● **Exercise brief**
Set down the data that follows, exactly and completely.

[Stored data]
//! One owned child process.
//!
//! The pid is only signalled while the child has not been reaped, so a
//! recycled pid can never receive our SIGTERM.

use std::process::{Child, ChildStdout, ExitStatus, Stdio};
use std::time::{Duration, Instant};

use super::{CommandSpec, ProcessError};

/// How often `stop` re-checks the child during the grace period.
const STOP_POLL: Duration = Duration::from_millis(20);

/// How a [`ManagedProcess::stop`] call ended.
#[derive(Debug, Clone, Copy, PartialEq, Eq)]
pub enum StopOutcome {
    /// The child had already exited before we asked.
    AlreadyExited,
    /// It exited within the grace period after SIGTERM.
    Terminated,
    /// It outlived the grace period and was killed.
    Killed,
}

#[derive(Debug)]
pub struct ManagedProcess {
    command: String,
    child: Child,
    exit: Option<ExitStatus>,
}

impl ManagedProcess {
    /// Launch `spec` in the background with all stdio discarded.
    ///
    /// Never returns a handle for a program that failed to launch.
    pub fn start(spec: &CommandSpec) -> Result<Self, ProcessError> {
        Self::spawn_with(spec, Stdio::null(), Stdio::null())
    }

    pub(crate) fn spawn_with(
        spec: &CommandSpec,
        stdin: Stdio,
        stdout: Stdio,
    ) -> Result<Self, ProcessError> {
        let child = spec
            .command()
            .stdin(stdin)
            .stdout(stdout)
            .stderr(Stdio::null())
            .spawn()
            .map_err(|e| ProcessError::from_spawn(spec, e))?;

        log::debug!("process: started `{spec}` (pid {})", child.id());
        Ok(Self {
            command: spec.to_string(),
            child,
            exit: None,
        })
    }

    pub fn pid(&self) -> u32 {
        self.child.id()
    }

    /// Exit status, once the child has been observed to exit.
    pub fn exit_status(&self) -> Option<ExitStatus> {
        self.exit
    }

    pub(crate) fn take_stdout(&mut self) -> Option<ChildStdout> {
        self.child.stdout.take()
    }

    /// Non-blocking liveness check.  Reaps the child if it has exited.
    pub fn is_alive(&mut self) -> bool {
        if self.exit.is_some() {
            return false;
        }
        match self.child.try_wait() {
            Ok(None) => true,
            Ok(Some(status)) => {
                log::debug!("process: `{}` exited ({status})", self.command);
                self.exit = Some(status);
                false
            }
            Err(e) => {
                log::warn!("process: cannot poll `{}`: {e}", self.command);
                false
            }
        }
    }

    /// Ask the child to exit (SIGTERM) without waiting.
    pub fn terminate(&mut self) -> Result<(), ProcessError> {
        if !self.is_alive() {
            return Ok(());
        }
        let pid = self.pid();
        // SAFETY: kill(2) has no memory-safety preconditions; the pid belongs
        // to our unreaped child.
        let rc = unsafe { libc::kill(pid as libc::pid_t, libc::SIGTERM) };
        if rc == 0 {
            Ok(())
        } else {
            Err(ProcessError::Signal {
                command: self.command.clone(),
                pid,
                source: std::io::Error::last_os_error(),
            })
        }
    }

    /// SIGTERM, wait up to `grace`, then SIGKILL.  Always reaps the child.
    pub fn stop(&mut self, grace: Duration) -> Result<StopOutcome, ProcessError> {
        if !self.is_alive() {
            return Ok(StopOutcome::AlreadyExited);
        }
        self.terminate()?;

        let deadline = Instant::now() + grace;
        loop {
            if !self.is_alive() {
                return Ok(StopOutcome::Terminated);
            }
            let now = Instant::now();
            if now >= deadline {
                break;
            }
            std::thread::sleep(STOP_POLL.min(deadline - now));
        }

        log::warn!(
            "process: `{}` still running {:?} after SIGTERM, killing",
            self.command,
            grace
        );
        self.kill()?;
        Ok(StopOutcome::Killed)
    }

    /// SIGKILL and reap.
    pub fn kill(&mut self) -> Result<(), ProcessError> {
        if !self.is_alive() {
            return Ok(());
        }
        if let Err(source) = self.child.kill() {
            // Raced with a natural exit; the wait below still reaps it.
            log::debug!("process: kill `{}`: {source}", self.command);
        }
        let status = self.child.wait().map_err(|source| ProcessError::Wait {
            command: self.command.clone(),
            source,
        })?;
        self.exit = Some(status);
        Ok(())
    }
}

impl Drop for ManagedProcess {
    fn drop(&mut self) {
        if self.is_alive() {
            log::warn!("process: `{}` dropped while running, killing", self.command);
            if let Err(e) = self.kill() {
                log::error!("process: {e}");
            }
        }
    }
}

// ---------------------------------------------------------------------------
// Tests
// ---------------------------------------------------------------------------

#[cfg(test)]
mod tests {
    use super::*;

    fn sleeper() -> CommandSpec {
        CommandSpec::new("sleep").arg("30")
    }

    fn pid_exists(pid: u32) -> bool {
        unsafe { libc::kill(pid as libc::pid_t, 0) == 0 }
    }

    #[test]
    fn missing_binary_returns_no_handle() {
        let err = ManagedProcess::start(&CommandSpec::new("no-such-recorder-binary")).unwrap_err();
        assert!(matches!(err, ProcessError::NotFound { .. }));
    }

    #[test]
    fn stop_terminates_cooperative_child() {
        let mut p = ManagedProcess::start(&sleeper()).unwrap();
        assert!(p.is_alive());

        let outcome = p.stop(Duration::from_secs(2)).unwrap();

        assert_eq!(outcome, StopOutcome::Terminated);
        assert!(!p.is_alive());
        assert!(p.exit_status().is_some());
    }

    #[test]
    fn stop_kills_child_ignoring_sigterm() {
        // The ignored disposition survives exec.
        let spec = CommandSpec::new("sh").args(["-c", "trap '' TERM; exec sleep 30"]);
        let mut p = ManagedProcess::start(&spec).unwrap();
        std::thread::sleep(Duration::from_millis(200));

        let started = Instant::now();
        let outcome = p.stop(Duration::from_millis(200)).unwrap();

        assert_eq!(outcome, StopOutcome::Killed);
        assert!(started.elapsed() < Duration::from_secs(5));
        assert!(!p.is_alive());
    }

    #[test]
    fn stop_after_exit_is_a_no_op() {
        let mut p = ManagedProcess::start(&CommandSpec::new("true")).unwrap();
        let deadline = Instant::now() + Duration::from_secs(5);
        while p.is_alive() && Instant::now() < deadline {
            std::thread::sleep(Duration::from_millis(10));
        }

        assert_eq!(p.stop(Duration::from_millis(100)).unwrap(), StopOutcome::AlreadyExited);
        assert_eq!(p.stop(Duration::from_millis(100)).unwrap(), StopOutcome::AlreadyExited);
    }

    #[test]
    fn drop_kills_running_child() {
        let p = ManagedProcess::start(&sleeper()).unwrap();
        let pid = p.pid();
        assert!(pid_exists(pid));

        drop(p);

        assert!(!pid_exists(pid));
    }
}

● **The answer**
//! One owned child process.
//!
//! The pid is only signalled while the child has not been reaped, so a
//! recycled pid can never receive our SIGTERM.

use std::process::{Child, ChildStdout, ExitStatus, Stdio};
use std::time::{Duration, Instant};

use super::{CommandSpec, ProcessError};

/// How often `stop` re-checks the child during the grace period.
const STOP_POLL: Duration = Duration::from_millis(20);

/// How a [`ManagedProcess::stop`] call ended.
#[derive(Debug, Clone, Copy, PartialEq, Eq)]
pub enum StopOutcome {
    /// The child had already exited before we asked.
    AlreadyExited,
    /// It exited within the grace period after SIGTERM.
    Terminated,
    /// It outlived the grace period and was killed.
    Killed,
}

#[derive(Debug)]
pub struct ManagedProcess {
    command: String,
    child: Child,
    exit: Option<ExitStatus>,
}

impl ManagedProcess {
    /// Launch `spec` in the background with all stdio discarded.
    ///
    /// Never returns a handle for a program that failed to launch.
    pub fn start(spec: &CommandSpec) -> Result<Self, ProcessError> {
        Self::spawn_with(spec, Stdio::null(), Stdio::null())
    }

    pub(crate) fn spawn_with(
        spec: &CommandSpec,
        stdin: Stdio,
        stdout: Stdio,
    ) -> Result<Self, ProcessError> {
        let child = spec
            .command()
            .stdin(stdin)
            .stdout(stdout)
            .stderr(Stdio::null())
            .spawn()
            .map_err(|e| ProcessError::from_spawn(spec, e))?;

        log::debug!("process: started `{spec}` (pid {})", child.id());
        Ok(Self {
            command: spec.to_string(),
            child,
            exit: None,
        })
    }

    pub fn pid(&self) -> u32 {
        self.child.id()
    }

    /// Exit status, once the child has been observed to exit.
    pub fn exit_status(&self) -> Option<ExitStatus> {
        self.exit
    }

    pub(crate) fn take_stdout(&mut self) -> Option<ChildStdout> {
        self.child.stdout.take()
    }

    /// Non-blocking liveness check.  Reaps the child if it has exited.
    pub fn is_alive(&mut self) -> bool {
        if self.exit.is_some() {
            return false;
        }
        match self.child.try_wait() {
            Ok(None) => true,
            Ok(Some(status)) => {
                log::debug!("process: `{}` exited ({status})", self.command);
                self.exit = Some(status);
                false
            }
            Err(e) => {
                log::warn!("process: cannot poll `{}`: {e}", self.command);
                false
            }
        }
    }

    /// Ask the child to exit (SIGTERM) without waiting.
    pub fn terminate(&mut self) -> Result<(), ProcessError> {
        if !self.is_alive() {
            return Ok(());
        }
        let pid = self.pid();
        // SAFETY: kill(2) has no memory-safety preconditions; the pid belongs
        // to our unreaped child.
        let rc = unsafe { libc::kill(pid as libc::pid_t, libc::SIGTERM) };
        if rc == 0 {
            Ok(())
        } else {
            Err(ProcessError::Signal {
                command: self.command.clone(),
                pid,
                source: std::io::Error::last_os_error(),
            })
        }
    }

    /// SIGTERM, wait up to `grace`, then SIGKILL.  Always reaps the child.
    pub fn stop(&mut self, grace: Duration) -> Result<StopOutcome, ProcessError> {
        if !self.is_alive() {
            return Ok(StopOutcome::AlreadyExited);
        }
        self.terminate()?;

        let deadline = Instant::now() + grace;
        loop {
            if !self.is_alive() {
                return Ok(StopOutcome::Terminated);
            }
            let now = Instant::now();
            if now >= deadline {
                break;
            }
            std::thread::sleep(STOP_POLL.min(deadline - now));
        }

        log::warn!(
            "process: `{}` still running {:?} after SIGTERM, killing",
            self.command,
            grace
        );
        self.kill()?;
        Ok(StopOutcome::Killed)
    }

    /// SIGKILL and reap.
    pub fn kill(&mut self) -> Result<(), ProcessError> {
        if !self.is_alive() {
            return Ok(());
        }
        if let Err(source) = self.child.kill() {
            // Raced with a natural exit; the wait below still reaps it.
            log::debug!("process: kill `{}`: {source}", self.command);
        }
        let status = self.child.wait().map_err(|source| ProcessError::Wait {
            command: self.command.clone(),
            source,
        })?;
        self.exit = Some(status);
        Ok(())
    }
}

impl Drop for ManagedProcess {
    fn drop(&mut self) {
        if self.is_alive() {
            log::warn!("process: `{}` dropped while running, killing", self.command);
            if let Err(e) = self.kill() {
                log::error!("process: {e}");
            }
        }
    }
}

// ---------------------------------------------------------------------------
// Tests
// ---------------------------------------------------------------------------

#[cfg(test)]
mod tests {
    use super::*;

    fn sleeper() -> CommandSpec {
        CommandSpec::new("sleep").arg("30")
    }

    fn pid_exists(pid: u32) -> bool {
        unsafe { libc::kill(pid as libc::pid_t, 0) == 0 }
    }

    #[test]
    fn missing_binary_returns_no_handle() {
        let err = ManagedProcess::start(&CommandSpec::new("no-such-recorder-binary")).unwrap_err();
        assert!(matches!(err, ProcessError::NotFound { .. }));
    }

    #[test]
    fn stop_terminates_cooperative_child() {
        let mut p = ManagedProcess::start(&sleeper()).unwrap();
        assert!(p.is_alive());

        let outcome = p.stop(Duration::from_secs(2)).unwrap();

        assert_eq!(outcome, StopOutcome::Terminated);
        assert!(!p.is_alive());
        assert!(p.exit_status().is_some());
    }

    #[test]
    fn stop_kills_child_ignoring_sigterm() {
        // The ignored disposition survives exec.
        let spec = CommandSpec::new("sh").args(["-c", "trap '' TERM; exec sleep 30"]);
        let mut p = ManagedProcess::start(&spec).unwrap();
        std::thread::sleep(Duration::from_millis(200));

        let started = Instant::now();
        let outcome = p.stop(Duration::from_millis(200)).unwrap();

        assert_eq!(outcome, StopOutcome::Killed);
        assert!(started.elapsed() < Duration::from_secs(5));
        assert!(!p.is_alive());
    }

    #[test]
    fn stop_after_exit_is_a_no_op() {
        let mut p = ManagedProcess::start(&CommandSpec::new("true")).unwrap();
        let deadline = Instant::now() + Duration::from_secs(5);
        while p.is_alive() && Instant::now() < deadline {
            std::thread::sleep(Duration::from_millis(10));
        }

        assert_eq!(p.stop(Duration::from_millis(100)).unwrap(), StopOutcome::AlreadyExited);
        assert_eq!(p.stop(Duration::from_millis(100)).unwrap(), StopOutcome::AlreadyExited);
    }

    #[test]
    fn drop_kills_running_child() {
        let p = ManagedProcess::start(&sleeper()).unwrap();
        let pid = p.pid();
        assert!(pid_exists(pid));

        drop(p);

        assert!(!pid_exists(pid));
    }
}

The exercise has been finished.